** Recorded data follows **

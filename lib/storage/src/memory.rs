use crate::{GraphBackend, StorageError, TripleCursor};
use oxrdf::{NamedNode, Subject, Term, Triple};
use rdf_quanta_model::{PatternTerm, TriplePattern};
use rustc_hash::FxHashMap;
use std::ops::Range;
use std::sync::Arc;
use std::sync::atomic::{AtomicU64, Ordering};

/// An in-memory indexed triple store.
///
/// Terms are interned into a dictionary and the triples are kept in three
/// sorted permutation indexes (SPO, POS, OSP) so that every pattern shape
/// maps to one contiguous index range. Range lengths double as cardinality
/// estimates (exact here, but callers treat them as estimates).
///
/// The store is frozen after construction; the engine is read-only, so the
/// per-execution transactions only need to be observable, not durable.
pub struct MemoryGraph {
    data: Arc<GraphData>,
    commits: AtomicU64,
    aborts: AtomicU64,
}

struct GraphData {
    terms: Vec<Term>,
    ids: FxHashMap<Term, u32>,
    spo: Vec<[u32; 3]>,
    pos: Vec<[u32; 3]>,
    osp: Vec<[u32; 3]>,
}

#[derive(Debug, Clone, Copy, PartialEq, Eq)]
enum IndexKind {
    Spo,
    Pos,
    Osp,
}

impl MemoryGraph {
    pub fn from_triples(triples: impl IntoIterator<Item = Triple>) -> Self {
        let mut terms = Vec::new();
        let mut ids = FxHashMap::default();
        let mut intern = |term: Term| -> u32 {
            if let Some(id) = ids.get(&term) {
                return *id;
            }
            let id = u32::try_from(terms.len()).expect("term dictionary overflow");
            terms.push(term.clone());
            ids.insert(term, id);
            id
        };

        let mut spo = Vec::new();
        for triple in triples {
            let s = intern(triple.subject.into());
            let p = intern(triple.predicate.into());
            let o = intern(triple.object);
            spo.push([s, p, o]);
        }
        spo.sort_unstable();
        spo.dedup();

        let mut pos: Vec<[u32; 3]> = spo.iter().map(|[s, p, o]| [*p, *o, *s]).collect();
        pos.sort_unstable();
        let mut osp: Vec<[u32; 3]> = spo.iter().map(|[s, p, o]| [*o, *s, *p]).collect();
        osp.sort_unstable();

        Self {
            data: Arc::new(GraphData {
                terms,
                ids,
                spo,
                pos,
                osp,
            }),
            commits: AtomicU64::new(0),
            aborts: AtomicU64::new(0),
        }
    }

    pub fn len(&self) -> usize {
        self.data.spo.len()
    }

    pub fn is_empty(&self) -> bool {
        self.data.spo.is_empty()
    }

    /// Number of committed transactions, observable for tests and metrics.
    pub fn commit_count(&self) -> u64 {
        self.commits.load(Ordering::Relaxed)
    }

    /// Number of aborted transactions, observable for tests and metrics.
    pub fn abort_count(&self) -> u64 {
        self.aborts.load(Ordering::Relaxed)
    }

    /// Picks the index and key prefix for a pattern, or `None` if the
    /// pattern references a term absent from the dictionary (empty scan).
    fn plan_scan(&self, pattern: &TriplePattern) -> Option<(IndexKind, Vec<u32>)> {
        let id_of = |slot: &PatternTerm| -> Result<Option<u32>, ()> {
            match slot {
                PatternTerm::Variable(_) => Ok(None),
                PatternTerm::Term(term) => {
                    self.data.ids.get(term).copied().map(Some).ok_or(())
                }
            }
        };
        let s = id_of(&pattern.subject).ok()?;
        let p = id_of(&pattern.predicate).ok()?;
        let o = id_of(&pattern.object).ok()?;

        let (index, prefix) = match (s, p, o) {
            (Some(s), Some(p), Some(o)) => (IndexKind::Spo, vec![s, p, o]),
            (Some(s), Some(p), None) => (IndexKind::Spo, vec![s, p]),
            (Some(s), None, None) => (IndexKind::Spo, vec![s]),
            (Some(s), None, Some(o)) => (IndexKind::Osp, vec![o, s]),
            (None, Some(p), Some(o)) => (IndexKind::Pos, vec![p, o]),
            (None, Some(p), None) => (IndexKind::Pos, vec![p]),
            (None, None, Some(o)) => (IndexKind::Osp, vec![o]),
            (None, None, None) => (IndexKind::Spo, Vec::new()),
        };
        Some((index, prefix))
    }

    fn scan_range(&self, pattern: &TriplePattern) -> (IndexKind, Range<usize>) {
        match self.plan_scan(pattern) {
            Some((index, prefix)) => {
                let rows = self.data.index(index);
                let start =
                    rows.partition_point(|row| row[..prefix.len()] < prefix[..]);
                let end = rows.partition_point(|row| row[..prefix.len()] <= prefix[..]);
                (index, start..end)
            }
            None => (IndexKind::Spo, 0..0),
        }
    }
}

impl GraphData {
    fn index(&self, kind: IndexKind) -> &[[u32; 3]] {
        match kind {
            IndexKind::Spo => &self.spo,
            IndexKind::Pos => &self.pos,
            IndexKind::Osp => &self.osp,
        }
    }

    fn decode(&self, kind: IndexKind, row: [u32; 3]) -> Result<Triple, StorageError> {
        let [s, p, o] = match kind {
            IndexKind::Spo => row,
            IndexKind::Pos => [row[2], row[0], row[1]],
            IndexKind::Osp => [row[1], row[2], row[0]],
        };
        let term = |id: u32| -> Result<Term, StorageError> {
            self.terms.get(id as usize).cloned().ok_or_else(|| {
                StorageError::corrupted_index(format!("unknown term id {id}"))
            })
        };
        let subject: Subject = match term(s)? {
            Term::NamedNode(node) => node.into(),
            Term::BlankNode(node) => node.into(),
            other => {
                return Err(StorageError::corrupted_index(format!(
                    "invalid subject term {other}"
                )));
            }
        };
        let predicate: NamedNode = match term(p)? {
            Term::NamedNode(node) => node,
            other => {
                return Err(StorageError::corrupted_index(format!(
                    "invalid predicate term {other}"
                )));
            }
        };
        Ok(Triple::new(subject, predicate, term(o)?))
    }
}

impl GraphBackend for MemoryGraph {
    fn search(
        &self,
        pattern: &TriplePattern,
        from: usize,
    ) -> Result<Box<dyn TripleCursor>, StorageError> {
        let (index, range) = self.scan_range(pattern);
        let position = from.min(range.len());
        Ok(Box::new(MemoryCursor {
            data: Arc::clone(&self.data),
            index,
            range,
            position,
        }))
    }

    fn estimate_cardinality(
        &self,
        pattern: &TriplePattern,
    ) -> Result<usize, StorageError> {
        let (_, range) = self.scan_range(pattern);
        Ok(range.len())
    }

    fn commit(&self) {
        self.commits.fetch_add(1, Ordering::Relaxed);
        tracing::debug!("transaction committed");
    }

    fn abort(&self) {
        self.aborts.fetch_add(1, Ordering::Relaxed);
        tracing::debug!("transaction aborted");
    }
}

struct MemoryCursor {
    data: Arc<GraphData>,
    index: IndexKind,
    range: Range<usize>,
    position: usize,
}

impl TripleCursor for MemoryCursor {
    fn next_triple(&mut self) -> Result<Option<Triple>, StorageError> {
        let offset = self.range.start + self.position;
        if offset >= self.range.end {
            return Ok(None);
        }
        self.position += 1;
        let row = self.data.index(self.index)[offset];
        self.data.decode(self.index, row).map(Some)
    }

    fn position(&self) -> usize {
        self.position
    }

    fn cardinality(&self) -> usize {
        self.range.len()
    }
}
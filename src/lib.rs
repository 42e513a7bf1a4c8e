mod error;

use image::{DynamicImage, GenericImageView, ImageFormat};
use std::borrow::Cow;
use std::io::Cursor;
use std::path::{Path, PathBuf};

pub use error::{Error, Result};

/// Sprite sheet the animal icons are packed into, relative to the project root.
pub const SOURCE_PATH: &str = "Assets/Textures/AnimalsSpriteSheet.png";
pub const OUTPUT_DIR: &str = "Assets/Textures";

/// One quarter of a sprite sheet. The discriminant is the position in `ALL`.
#[derive(Clone, Copy, Debug, PartialEq, Eq, Hash)]
pub enum Quadrant {
    TopLeft = 0,
    TopRight = 1,
    BottomLeft = 2,
    BottomRight = 3,
}

impl Quadrant {
    pub const ALL: [Quadrant; 4] = [
        Quadrant::TopLeft,
        Quadrant::TopRight,
        Quadrant::BottomLeft,
        Quadrant::BottomRight,
    ];

    /// File stem of the sprite stored in this quadrant.
    pub fn name(self) -> &'static str {
        match self {
            Quadrant::TopLeft => "Duck",
            Quadrant::TopRight => "Chicken",
            Quadrant::BottomLeft => "Goose",
            Quadrant::BottomRight => "Cow",
        }
    }

    /// Pixel rectangle covered by this quadrant on a `width` x `height` sheet.
    ///
    /// The split point is `width / 2`, `height / 2` rounded down, so on odd
    /// sizes the extra column and row land in the right and bottom quadrants.
    pub fn region(self, width: u32, height: u32) -> Region {
        let half_w = width / 2;
        let half_h = height / 2;

        let (x, region_width) = match self {
            Quadrant::TopLeft | Quadrant::BottomLeft => (0, half_w),
            Quadrant::TopRight | Quadrant::BottomRight => (half_w, width - half_w),
        };
        let (y, region_height) = match self {
            Quadrant::TopLeft | Quadrant::TopRight => (0, half_h),
            Quadrant::BottomLeft | Quadrant::BottomRight => (half_h, height - half_h),
        };

        Region {
            x,
            y,
            width: region_width,
            height: region_height,
        }
    }
}

#[derive(Clone, Copy, Debug, PartialEq, Eq)]
pub struct Region {
    pub x: u32,
    pub y: u32,
    pub width: u32,
    pub height: u32,
}

/// The four sprites cut out of a sheet, in `Quadrant::ALL` order.
#[derive(Debug)]
pub struct Sprites {
    sprites: [(Quadrant, DynamicImage); 4],
}

impl Sprites {
    pub fn get(&self, quadrant: Quadrant) -> &DynamicImage {
        &self.sprites[quadrant as usize].1
    }

    pub fn iter(&self) -> impl Iterator<Item = (Quadrant, &DynamicImage)> {
        self.sprites.iter().map(|(quadrant, image)| (*quadrant, image))
    }
}

pub fn load(path: &Path) -> Result<DynamicImage> {
    let image = image::open(path).map_err(|err| Error::from_load(path.to_path_buf(), err))?;

    log::debug!(
        "Loaded {} ({}x{}, {:?})",
        path.display(),
        image.width(),
        image.height(),
        image.color()
    );

    Ok(image)
}

pub fn split(image: &DynamicImage) -> Sprites {
    let (width, height) = image.dimensions();

    let sprites = Quadrant::ALL.map(|quadrant| {
        let region = quadrant.region(width, height);
        let sprite = image.crop_imm(region.x, region.y, region.width, region.height);
        (quadrant, sprite)
    });

    Sprites { sprites }
}

/// Writes `sprite` to `<output_dir>/<name>.png`, replacing any existing file.
///
/// Float sprites are stored as 16-bit PNG. The file is only touched once
/// encoding has succeeded.
pub fn save(sprite: &DynamicImage, output_dir: &Path, name: &str) -> Result<PathBuf> {
    let path = output_dir.join(format!("{}.png", name));
    let write_error = |source| Error::Write {
        path: path.clone(),
        source,
    };

    let mut buffer = Cursor::new(Vec::new());
    png_compatible(sprite)
        .write_to(&mut buffer, ImageFormat::Png)
        .map_err(write_error)?;

    std::fs::write(&path, buffer.into_inner())
        .map_err(|err| write_error(image::ImageError::IoError(err)))?;

    log::debug!(
        "Wrote {} ({}x{})",
        path.display(),
        sprite.width(),
        sprite.height()
    );

    Ok(path)
}

fn png_compatible(sprite: &DynamicImage) -> Cow<'_, DynamicImage> {
    match sprite {
        DynamicImage::ImageRgb32F(_) => Cow::Owned(DynamicImage::ImageRgb16(sprite.to_rgb16())),
        DynamicImage::ImageRgba32F(_) => {
            Cow::Owned(DynamicImage::ImageRgba16(sprite.to_rgba16()))
        }
        _ => Cow::Borrowed(sprite),
    }
}

/// Pastes the sprites back at their offsets. The result is always RGBA8.
pub fn reassemble(sprites: &Sprites) -> DynamicImage {
    let top_left = sprites.get(Quadrant::TopLeft);
    let width = top_left.width() + sprites.get(Quadrant::TopRight).width();
    let height = top_left.height() + sprites.get(Quadrant::BottomLeft).height();

    let mut sheet = image::RgbaImage::new(width, height);

    for (quadrant, sprite) in sprites.iter() {
        let region = quadrant.region(width, height);
        image::imageops::replace(
            &mut sheet,
            &sprite.to_rgba8(),
            region.x as i64,
            region.y as i64,
        );
    }

    DynamicImage::ImageRgba8(sheet)
}

/// Loads the sheet at `source` and writes its four sprites into `output_dir`.
///
/// Stops at the first failure. Nothing is written unless the sheet decodes.
pub fn run(source: &Path, output_dir: &Path) -> Result<()> {
    let sheet = load(source)?;
    let sprites = split(&sheet);

    for (quadrant, sprite) in sprites.iter() {
        save(sprite, output_dir, quadrant.name())?;
    }

    log::info!(
        "Split {} into {} sprites in {}",
        source.display(),
        Quadrant::ALL.len(),
        output_dir.display()
    );

    Ok(())
}
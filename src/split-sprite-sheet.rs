use anyhow::Context;
use sprite_tools::{OUTPUT_DIR, SOURCE_PATH};
use std::path::Path;

fn main() -> anyhow::Result<()> {
    env_logger::init();

    sprite_tools::run(Path::new(SOURCE_PATH), Path::new(OUTPUT_DIR))
        .context("Failed to split the animal sprite sheet")?;

    println!("Splitting complete.");

    Ok(())
}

** End of Recorded data **

(Exercise prompt):
Reproduce only the lines above spanning from the line containing "(Some(s), None, Some(o))" through the line containing "(None, None, Some(o))", word for word.

(Answer space):
            (Some(s), None, Some(o)) => (IndexKind::Osp, vec![o, s]),
            (None, Some(p), Some(o)) => (IndexKind::Pos, vec![p, o]),
            (None, Some(p), None) => (IndexKind::Pos, vec![p]),
            (None, None, Some(o)) => (IndexKind::Osp, vec![o]),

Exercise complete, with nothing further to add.